Saved data entries:
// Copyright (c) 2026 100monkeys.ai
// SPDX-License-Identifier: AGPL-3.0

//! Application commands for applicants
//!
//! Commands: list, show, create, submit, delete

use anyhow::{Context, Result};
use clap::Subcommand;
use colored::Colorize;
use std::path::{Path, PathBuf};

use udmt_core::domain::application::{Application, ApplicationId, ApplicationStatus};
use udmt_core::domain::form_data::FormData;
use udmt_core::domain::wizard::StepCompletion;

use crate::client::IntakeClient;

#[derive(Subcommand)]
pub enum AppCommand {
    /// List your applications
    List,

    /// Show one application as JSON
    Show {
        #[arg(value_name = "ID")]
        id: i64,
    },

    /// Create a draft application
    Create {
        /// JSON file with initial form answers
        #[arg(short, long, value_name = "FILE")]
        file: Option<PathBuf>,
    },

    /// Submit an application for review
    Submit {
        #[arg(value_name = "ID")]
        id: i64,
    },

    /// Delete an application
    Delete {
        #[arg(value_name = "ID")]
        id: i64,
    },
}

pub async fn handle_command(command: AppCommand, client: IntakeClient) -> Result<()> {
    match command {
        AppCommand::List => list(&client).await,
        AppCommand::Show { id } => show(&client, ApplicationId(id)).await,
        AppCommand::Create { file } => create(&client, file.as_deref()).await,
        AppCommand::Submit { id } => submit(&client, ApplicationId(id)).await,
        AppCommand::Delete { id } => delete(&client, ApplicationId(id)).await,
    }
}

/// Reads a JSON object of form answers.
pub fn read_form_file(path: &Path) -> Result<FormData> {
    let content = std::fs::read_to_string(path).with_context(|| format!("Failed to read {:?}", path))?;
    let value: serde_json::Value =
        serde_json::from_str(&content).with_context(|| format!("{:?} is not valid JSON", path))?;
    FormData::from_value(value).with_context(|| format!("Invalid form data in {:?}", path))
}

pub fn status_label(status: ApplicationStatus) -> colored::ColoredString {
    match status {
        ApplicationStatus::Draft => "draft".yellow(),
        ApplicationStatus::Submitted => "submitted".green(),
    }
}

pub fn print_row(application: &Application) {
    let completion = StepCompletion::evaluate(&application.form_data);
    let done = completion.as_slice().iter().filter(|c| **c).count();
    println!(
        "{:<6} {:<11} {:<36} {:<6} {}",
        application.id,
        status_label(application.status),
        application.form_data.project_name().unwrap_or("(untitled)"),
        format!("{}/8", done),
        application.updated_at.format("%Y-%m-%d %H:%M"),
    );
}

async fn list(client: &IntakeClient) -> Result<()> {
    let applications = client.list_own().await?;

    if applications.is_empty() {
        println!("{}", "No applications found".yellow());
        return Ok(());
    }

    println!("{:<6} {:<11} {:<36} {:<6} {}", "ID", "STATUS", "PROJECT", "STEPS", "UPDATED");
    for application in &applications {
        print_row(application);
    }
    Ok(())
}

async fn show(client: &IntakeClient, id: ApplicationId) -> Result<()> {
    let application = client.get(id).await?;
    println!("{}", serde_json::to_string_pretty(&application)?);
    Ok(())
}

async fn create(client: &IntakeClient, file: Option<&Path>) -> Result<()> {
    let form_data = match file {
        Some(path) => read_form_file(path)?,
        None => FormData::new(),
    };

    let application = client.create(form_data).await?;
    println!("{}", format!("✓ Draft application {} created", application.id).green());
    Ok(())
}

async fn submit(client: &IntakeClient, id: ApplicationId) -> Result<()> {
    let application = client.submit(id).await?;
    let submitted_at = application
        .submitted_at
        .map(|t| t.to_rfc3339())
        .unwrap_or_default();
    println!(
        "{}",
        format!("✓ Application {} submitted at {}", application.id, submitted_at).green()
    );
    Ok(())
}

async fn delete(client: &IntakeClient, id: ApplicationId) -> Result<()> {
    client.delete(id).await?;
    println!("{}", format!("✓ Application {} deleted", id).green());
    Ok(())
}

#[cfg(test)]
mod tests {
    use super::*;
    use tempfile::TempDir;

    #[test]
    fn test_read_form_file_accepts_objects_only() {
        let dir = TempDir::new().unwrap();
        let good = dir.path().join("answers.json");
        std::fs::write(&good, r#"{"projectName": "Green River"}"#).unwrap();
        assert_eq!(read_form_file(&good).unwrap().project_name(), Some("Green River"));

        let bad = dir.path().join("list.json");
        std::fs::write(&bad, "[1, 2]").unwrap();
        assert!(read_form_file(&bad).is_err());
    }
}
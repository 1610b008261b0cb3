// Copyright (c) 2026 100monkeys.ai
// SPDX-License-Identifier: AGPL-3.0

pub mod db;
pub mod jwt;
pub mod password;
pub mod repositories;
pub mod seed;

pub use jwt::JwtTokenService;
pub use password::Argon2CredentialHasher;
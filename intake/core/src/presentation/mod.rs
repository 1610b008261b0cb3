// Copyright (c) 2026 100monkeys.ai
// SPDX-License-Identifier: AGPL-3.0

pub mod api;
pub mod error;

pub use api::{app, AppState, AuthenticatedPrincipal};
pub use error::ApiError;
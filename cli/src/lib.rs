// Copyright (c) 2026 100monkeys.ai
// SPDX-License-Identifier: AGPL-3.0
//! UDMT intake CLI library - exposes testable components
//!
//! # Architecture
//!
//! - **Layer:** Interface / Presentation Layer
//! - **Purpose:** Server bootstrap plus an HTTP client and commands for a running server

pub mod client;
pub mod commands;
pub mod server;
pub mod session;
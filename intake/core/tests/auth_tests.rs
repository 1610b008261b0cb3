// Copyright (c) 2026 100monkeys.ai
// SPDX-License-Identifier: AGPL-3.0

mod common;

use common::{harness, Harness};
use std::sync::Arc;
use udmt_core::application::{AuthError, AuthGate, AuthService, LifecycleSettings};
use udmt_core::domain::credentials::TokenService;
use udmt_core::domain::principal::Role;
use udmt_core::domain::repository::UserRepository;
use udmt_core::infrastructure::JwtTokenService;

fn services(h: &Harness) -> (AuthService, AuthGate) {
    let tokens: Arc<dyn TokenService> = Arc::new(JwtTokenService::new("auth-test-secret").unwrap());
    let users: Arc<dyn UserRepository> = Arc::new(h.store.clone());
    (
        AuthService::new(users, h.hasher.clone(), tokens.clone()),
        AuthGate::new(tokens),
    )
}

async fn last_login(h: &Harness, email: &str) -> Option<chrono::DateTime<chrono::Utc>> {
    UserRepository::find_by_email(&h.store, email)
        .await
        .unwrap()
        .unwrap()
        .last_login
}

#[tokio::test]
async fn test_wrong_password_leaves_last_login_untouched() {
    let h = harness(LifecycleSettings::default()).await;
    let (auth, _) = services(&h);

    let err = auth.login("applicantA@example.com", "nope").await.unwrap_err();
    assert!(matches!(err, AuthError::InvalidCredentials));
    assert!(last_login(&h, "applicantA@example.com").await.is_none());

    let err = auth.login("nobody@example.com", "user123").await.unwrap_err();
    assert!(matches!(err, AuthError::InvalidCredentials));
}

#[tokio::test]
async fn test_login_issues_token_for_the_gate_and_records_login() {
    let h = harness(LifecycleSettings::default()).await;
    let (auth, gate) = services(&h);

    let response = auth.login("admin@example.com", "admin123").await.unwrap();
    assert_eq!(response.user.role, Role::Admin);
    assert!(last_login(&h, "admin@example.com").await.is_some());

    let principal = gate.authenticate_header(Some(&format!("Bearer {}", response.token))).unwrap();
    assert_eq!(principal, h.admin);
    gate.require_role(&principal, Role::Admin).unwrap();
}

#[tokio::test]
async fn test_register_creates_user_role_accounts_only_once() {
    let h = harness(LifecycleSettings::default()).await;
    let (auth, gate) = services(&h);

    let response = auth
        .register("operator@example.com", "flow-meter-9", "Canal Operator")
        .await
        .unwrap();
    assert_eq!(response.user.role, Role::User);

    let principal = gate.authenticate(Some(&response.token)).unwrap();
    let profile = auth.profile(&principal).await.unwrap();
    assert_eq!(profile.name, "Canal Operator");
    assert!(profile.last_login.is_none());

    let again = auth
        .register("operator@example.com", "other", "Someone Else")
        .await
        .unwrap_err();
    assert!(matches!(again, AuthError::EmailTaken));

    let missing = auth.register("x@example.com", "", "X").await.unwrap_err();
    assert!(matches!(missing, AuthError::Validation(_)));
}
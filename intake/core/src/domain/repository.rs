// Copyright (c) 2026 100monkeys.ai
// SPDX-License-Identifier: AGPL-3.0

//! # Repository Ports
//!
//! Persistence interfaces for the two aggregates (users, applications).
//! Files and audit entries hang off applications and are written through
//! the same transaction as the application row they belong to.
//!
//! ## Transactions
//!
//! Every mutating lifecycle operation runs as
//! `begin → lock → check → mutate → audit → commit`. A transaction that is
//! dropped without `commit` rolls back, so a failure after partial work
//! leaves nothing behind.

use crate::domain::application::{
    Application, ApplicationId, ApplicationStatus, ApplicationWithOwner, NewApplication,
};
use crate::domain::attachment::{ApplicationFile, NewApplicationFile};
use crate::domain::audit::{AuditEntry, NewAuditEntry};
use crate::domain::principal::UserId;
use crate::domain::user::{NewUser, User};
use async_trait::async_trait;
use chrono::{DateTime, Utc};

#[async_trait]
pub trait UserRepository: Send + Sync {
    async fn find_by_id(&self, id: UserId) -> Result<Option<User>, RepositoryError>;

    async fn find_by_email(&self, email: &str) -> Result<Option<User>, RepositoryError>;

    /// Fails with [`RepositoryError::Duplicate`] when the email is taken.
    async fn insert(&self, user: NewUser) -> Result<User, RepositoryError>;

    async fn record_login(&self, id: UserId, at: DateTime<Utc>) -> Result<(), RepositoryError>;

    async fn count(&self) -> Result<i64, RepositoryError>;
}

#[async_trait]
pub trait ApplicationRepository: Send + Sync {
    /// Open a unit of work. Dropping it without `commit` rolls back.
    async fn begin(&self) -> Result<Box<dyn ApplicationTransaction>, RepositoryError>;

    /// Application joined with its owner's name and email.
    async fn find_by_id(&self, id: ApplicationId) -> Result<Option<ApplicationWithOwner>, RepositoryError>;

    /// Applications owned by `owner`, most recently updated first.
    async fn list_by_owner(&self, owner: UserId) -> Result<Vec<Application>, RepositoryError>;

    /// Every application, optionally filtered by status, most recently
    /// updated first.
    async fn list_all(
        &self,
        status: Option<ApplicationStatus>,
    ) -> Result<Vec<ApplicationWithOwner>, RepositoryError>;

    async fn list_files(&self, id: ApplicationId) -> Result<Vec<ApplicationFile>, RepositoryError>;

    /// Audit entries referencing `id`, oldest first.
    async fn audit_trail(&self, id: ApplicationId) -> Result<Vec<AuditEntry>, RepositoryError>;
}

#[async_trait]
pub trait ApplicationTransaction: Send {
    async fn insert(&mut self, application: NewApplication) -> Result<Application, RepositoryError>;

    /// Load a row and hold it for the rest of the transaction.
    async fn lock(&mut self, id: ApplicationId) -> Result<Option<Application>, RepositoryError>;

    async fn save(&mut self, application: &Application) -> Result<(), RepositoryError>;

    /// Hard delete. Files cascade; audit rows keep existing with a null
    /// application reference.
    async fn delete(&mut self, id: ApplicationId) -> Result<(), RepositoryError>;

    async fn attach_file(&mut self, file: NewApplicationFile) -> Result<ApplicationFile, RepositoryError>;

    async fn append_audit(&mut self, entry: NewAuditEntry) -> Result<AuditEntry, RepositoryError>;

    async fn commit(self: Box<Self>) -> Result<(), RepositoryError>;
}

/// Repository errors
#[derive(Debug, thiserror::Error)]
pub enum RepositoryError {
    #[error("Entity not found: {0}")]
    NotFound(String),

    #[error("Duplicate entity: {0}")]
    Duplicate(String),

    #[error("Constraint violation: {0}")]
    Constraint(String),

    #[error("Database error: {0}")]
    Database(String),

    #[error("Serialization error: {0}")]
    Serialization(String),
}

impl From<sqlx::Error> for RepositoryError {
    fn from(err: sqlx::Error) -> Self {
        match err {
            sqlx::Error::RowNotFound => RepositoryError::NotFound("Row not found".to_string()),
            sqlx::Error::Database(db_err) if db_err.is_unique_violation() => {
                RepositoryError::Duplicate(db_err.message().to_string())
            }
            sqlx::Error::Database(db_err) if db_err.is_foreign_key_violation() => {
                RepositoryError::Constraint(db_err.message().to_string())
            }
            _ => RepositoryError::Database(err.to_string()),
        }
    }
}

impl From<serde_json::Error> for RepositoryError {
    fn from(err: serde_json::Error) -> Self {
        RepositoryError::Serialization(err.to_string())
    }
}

Your goal. Report every line of the entries that carries the word "applicantA".

Expected output.
    let err = auth.login("applicantA@example.com", "nope").await.unwrap_err();
    assert!(last_login(&h, "applicantA@example.com").await.is_none());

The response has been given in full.